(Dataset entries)
[Start of Attachment]

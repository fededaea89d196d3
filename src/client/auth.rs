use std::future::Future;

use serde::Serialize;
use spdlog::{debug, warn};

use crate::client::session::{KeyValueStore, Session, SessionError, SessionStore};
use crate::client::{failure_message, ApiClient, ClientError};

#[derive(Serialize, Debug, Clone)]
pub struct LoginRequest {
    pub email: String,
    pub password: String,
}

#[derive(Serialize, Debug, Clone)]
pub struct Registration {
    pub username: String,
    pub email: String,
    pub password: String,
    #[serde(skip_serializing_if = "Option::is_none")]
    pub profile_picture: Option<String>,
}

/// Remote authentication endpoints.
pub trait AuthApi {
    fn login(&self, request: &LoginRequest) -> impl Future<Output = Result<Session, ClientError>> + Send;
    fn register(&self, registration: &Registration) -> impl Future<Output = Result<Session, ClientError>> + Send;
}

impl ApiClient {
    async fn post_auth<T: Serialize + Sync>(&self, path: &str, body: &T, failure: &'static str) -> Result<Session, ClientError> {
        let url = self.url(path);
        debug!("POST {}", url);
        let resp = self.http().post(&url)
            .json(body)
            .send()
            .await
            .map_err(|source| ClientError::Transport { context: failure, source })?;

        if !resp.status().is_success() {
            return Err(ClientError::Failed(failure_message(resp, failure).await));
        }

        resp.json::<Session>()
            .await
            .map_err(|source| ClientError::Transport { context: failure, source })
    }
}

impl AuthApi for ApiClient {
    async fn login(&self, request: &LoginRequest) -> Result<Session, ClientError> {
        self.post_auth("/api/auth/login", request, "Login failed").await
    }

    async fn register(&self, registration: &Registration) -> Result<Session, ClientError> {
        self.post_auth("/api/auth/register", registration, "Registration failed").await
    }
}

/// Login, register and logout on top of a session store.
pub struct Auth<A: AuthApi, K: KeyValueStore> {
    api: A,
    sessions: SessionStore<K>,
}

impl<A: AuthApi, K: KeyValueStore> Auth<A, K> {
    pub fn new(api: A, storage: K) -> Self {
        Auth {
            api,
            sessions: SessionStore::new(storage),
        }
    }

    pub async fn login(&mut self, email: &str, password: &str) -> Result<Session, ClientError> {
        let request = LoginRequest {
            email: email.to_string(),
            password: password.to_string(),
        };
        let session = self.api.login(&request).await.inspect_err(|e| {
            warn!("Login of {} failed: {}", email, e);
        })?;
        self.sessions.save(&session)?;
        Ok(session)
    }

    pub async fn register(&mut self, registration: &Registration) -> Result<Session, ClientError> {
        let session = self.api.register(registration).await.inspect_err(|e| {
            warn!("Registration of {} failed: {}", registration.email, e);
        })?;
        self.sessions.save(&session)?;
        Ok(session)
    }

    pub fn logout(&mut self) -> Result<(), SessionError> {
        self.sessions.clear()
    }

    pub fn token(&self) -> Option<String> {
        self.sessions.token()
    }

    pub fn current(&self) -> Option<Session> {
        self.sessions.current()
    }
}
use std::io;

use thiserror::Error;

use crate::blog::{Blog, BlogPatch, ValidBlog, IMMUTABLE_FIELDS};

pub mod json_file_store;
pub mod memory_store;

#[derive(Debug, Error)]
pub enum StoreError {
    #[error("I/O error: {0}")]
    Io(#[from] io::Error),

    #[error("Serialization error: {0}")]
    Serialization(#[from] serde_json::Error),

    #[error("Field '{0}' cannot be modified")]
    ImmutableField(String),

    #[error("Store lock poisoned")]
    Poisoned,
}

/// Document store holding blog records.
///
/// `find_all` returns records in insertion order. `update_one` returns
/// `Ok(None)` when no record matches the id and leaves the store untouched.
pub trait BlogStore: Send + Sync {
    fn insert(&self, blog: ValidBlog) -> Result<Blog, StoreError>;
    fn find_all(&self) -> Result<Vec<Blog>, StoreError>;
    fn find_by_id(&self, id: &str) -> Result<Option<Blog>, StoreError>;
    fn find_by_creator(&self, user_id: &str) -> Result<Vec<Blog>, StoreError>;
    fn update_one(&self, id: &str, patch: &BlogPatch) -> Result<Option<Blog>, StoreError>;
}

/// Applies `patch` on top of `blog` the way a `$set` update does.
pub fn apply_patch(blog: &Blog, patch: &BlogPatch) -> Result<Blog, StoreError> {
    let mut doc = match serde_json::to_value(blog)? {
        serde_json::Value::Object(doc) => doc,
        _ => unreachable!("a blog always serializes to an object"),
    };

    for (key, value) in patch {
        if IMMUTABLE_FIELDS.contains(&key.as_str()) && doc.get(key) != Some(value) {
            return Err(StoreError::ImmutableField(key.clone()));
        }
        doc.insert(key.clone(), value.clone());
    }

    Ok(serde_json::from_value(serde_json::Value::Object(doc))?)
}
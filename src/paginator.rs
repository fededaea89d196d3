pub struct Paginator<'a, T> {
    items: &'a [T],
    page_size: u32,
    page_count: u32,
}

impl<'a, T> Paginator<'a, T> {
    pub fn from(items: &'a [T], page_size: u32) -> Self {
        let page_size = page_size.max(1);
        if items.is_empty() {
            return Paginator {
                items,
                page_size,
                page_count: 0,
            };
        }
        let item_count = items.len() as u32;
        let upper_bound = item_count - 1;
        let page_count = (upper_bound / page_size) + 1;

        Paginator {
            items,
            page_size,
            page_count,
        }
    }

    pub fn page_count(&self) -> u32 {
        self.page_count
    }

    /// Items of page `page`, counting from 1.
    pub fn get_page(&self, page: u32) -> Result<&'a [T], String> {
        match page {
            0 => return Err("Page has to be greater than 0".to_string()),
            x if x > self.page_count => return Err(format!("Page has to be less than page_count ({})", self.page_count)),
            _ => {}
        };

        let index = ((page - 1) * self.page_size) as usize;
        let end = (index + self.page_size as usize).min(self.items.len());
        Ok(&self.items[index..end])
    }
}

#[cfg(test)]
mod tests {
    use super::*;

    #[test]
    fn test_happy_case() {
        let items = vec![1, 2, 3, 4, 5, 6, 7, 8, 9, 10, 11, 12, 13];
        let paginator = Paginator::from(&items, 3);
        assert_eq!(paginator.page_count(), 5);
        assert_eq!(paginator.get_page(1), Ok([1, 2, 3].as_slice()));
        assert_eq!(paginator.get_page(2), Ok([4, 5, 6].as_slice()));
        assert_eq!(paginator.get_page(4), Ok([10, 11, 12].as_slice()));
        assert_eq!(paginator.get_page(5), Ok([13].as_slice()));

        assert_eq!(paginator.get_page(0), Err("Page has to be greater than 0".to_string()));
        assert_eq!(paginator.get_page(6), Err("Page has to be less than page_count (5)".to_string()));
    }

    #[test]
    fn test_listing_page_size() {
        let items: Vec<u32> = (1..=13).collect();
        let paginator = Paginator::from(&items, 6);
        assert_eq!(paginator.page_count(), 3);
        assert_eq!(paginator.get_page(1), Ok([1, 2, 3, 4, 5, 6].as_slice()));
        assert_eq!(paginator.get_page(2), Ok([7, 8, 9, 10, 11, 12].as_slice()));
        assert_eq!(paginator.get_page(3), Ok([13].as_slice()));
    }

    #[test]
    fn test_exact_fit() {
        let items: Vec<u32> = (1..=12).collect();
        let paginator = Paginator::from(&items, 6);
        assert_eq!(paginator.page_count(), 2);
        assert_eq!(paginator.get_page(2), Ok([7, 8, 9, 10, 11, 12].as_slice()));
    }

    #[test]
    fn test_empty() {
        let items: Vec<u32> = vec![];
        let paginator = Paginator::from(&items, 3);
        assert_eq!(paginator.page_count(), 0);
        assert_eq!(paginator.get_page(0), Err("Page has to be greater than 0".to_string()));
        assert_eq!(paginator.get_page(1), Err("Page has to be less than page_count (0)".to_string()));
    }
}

[End of Attachment]

> _Exercise brief_:
Could you please copy the lines above exactly, beginning at the first and ending at the line that contains "fn register(&self, registration: &Registration) -> impl"?

> _Expected answer_:
repository fededaea89d196d3
filename src/client/auth.rs
use std::future::Future;

use serde::Serialize;
use spdlog::{debug, warn};

use crate::client::session::{KeyValueStore, Session, SessionError, SessionStore};
use crate::client::{failure_message, ApiClient, ClientError};

#[derive(Serialize, Debug, Clone)]
pub struct LoginRequest {
    pub email: String,
    pub password: String,
}

#[derive(Serialize, Debug, Clone)]
pub struct Registration {
    pub username: String,
    pub email: String,
    pub password: String,
    #[serde(skip_serializing_if = "Option::is_none")]
    pub profile_picture: Option<String>,
}

/// Remote authentication endpoints.
pub trait AuthApi {
    fn login(&self, request: &LoginRequest) -> impl Future<Output = Result<Session, ClientError>> + Send;
    fn register(&self, registration: &Registration) -> impl Future<Output = Result<Session, ClientError>> + Send;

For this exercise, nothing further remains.